Scan the material below and report how many lines include the string "parse"; nothing else belongs in the reply.
▶
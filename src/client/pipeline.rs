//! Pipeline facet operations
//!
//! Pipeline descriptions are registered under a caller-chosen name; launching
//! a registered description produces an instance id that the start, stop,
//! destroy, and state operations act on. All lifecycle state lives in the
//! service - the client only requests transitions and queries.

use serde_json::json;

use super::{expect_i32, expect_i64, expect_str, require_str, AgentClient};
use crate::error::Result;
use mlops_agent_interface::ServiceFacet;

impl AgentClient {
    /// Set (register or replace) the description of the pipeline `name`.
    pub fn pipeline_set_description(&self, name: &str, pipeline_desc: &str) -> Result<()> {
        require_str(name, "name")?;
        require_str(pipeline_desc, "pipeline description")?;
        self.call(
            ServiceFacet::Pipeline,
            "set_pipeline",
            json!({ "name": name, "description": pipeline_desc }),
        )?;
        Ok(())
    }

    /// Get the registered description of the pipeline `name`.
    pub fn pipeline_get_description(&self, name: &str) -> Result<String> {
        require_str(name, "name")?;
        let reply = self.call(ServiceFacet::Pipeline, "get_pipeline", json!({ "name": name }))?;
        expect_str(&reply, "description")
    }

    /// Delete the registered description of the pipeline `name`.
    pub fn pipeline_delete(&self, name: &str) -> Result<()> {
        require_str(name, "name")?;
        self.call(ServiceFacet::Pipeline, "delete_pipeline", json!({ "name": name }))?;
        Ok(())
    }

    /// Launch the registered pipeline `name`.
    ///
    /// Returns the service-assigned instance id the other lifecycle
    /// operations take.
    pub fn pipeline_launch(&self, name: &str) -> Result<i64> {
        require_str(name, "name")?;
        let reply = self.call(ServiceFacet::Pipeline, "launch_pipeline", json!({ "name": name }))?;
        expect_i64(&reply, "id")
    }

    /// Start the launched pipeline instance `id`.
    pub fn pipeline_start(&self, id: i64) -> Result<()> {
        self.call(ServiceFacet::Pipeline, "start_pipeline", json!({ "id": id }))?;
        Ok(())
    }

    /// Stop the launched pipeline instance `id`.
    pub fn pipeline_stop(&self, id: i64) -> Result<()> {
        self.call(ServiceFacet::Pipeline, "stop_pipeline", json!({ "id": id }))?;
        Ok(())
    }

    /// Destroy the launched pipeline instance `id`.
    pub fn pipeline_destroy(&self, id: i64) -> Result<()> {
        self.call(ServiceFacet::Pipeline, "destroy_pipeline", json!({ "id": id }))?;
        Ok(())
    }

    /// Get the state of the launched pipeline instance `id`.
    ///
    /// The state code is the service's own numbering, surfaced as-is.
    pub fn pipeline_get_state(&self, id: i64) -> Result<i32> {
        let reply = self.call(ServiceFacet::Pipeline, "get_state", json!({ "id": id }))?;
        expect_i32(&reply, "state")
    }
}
◀
▶
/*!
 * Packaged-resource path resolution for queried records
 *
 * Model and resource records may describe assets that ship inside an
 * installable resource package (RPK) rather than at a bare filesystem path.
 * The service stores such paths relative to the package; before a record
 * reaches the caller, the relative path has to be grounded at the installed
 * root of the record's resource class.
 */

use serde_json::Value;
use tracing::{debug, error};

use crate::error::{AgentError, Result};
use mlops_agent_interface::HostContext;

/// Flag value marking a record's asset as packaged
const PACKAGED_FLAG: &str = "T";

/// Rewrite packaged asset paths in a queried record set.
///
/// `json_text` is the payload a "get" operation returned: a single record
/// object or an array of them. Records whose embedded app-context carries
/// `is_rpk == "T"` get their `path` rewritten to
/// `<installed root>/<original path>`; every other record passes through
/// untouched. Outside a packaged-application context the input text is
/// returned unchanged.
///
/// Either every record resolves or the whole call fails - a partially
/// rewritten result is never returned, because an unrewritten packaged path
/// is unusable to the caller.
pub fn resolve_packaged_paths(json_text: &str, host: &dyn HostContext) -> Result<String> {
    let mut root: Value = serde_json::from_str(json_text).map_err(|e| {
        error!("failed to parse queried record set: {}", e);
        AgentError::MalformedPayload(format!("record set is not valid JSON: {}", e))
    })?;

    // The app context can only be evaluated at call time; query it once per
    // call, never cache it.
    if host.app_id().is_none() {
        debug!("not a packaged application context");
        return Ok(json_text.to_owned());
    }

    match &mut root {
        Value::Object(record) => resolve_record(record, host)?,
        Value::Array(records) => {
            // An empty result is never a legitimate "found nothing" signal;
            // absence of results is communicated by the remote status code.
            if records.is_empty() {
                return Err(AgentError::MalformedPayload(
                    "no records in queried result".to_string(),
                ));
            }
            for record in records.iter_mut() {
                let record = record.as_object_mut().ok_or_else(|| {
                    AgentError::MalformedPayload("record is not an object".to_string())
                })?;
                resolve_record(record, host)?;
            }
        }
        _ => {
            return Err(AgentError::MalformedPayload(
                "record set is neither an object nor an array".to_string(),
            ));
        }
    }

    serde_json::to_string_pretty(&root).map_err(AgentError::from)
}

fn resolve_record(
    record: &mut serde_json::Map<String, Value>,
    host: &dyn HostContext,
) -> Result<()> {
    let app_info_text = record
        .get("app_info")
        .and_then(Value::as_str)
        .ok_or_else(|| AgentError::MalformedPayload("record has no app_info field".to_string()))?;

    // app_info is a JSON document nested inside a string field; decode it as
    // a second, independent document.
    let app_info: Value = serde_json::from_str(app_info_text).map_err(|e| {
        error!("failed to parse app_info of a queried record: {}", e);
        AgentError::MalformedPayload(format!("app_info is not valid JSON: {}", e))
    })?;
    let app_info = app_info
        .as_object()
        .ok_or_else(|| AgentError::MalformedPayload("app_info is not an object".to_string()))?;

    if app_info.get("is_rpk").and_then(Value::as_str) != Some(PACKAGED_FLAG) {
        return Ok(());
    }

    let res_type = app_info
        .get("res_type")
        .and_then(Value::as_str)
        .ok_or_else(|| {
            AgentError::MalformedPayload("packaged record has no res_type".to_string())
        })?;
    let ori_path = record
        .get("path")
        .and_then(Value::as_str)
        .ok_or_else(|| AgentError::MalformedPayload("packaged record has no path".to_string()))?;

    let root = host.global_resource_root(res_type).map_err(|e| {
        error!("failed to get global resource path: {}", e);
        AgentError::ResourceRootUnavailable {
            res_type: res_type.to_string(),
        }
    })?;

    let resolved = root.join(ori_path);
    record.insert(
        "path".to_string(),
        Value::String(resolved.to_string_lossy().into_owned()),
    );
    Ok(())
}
◀
Result of this exercise: 2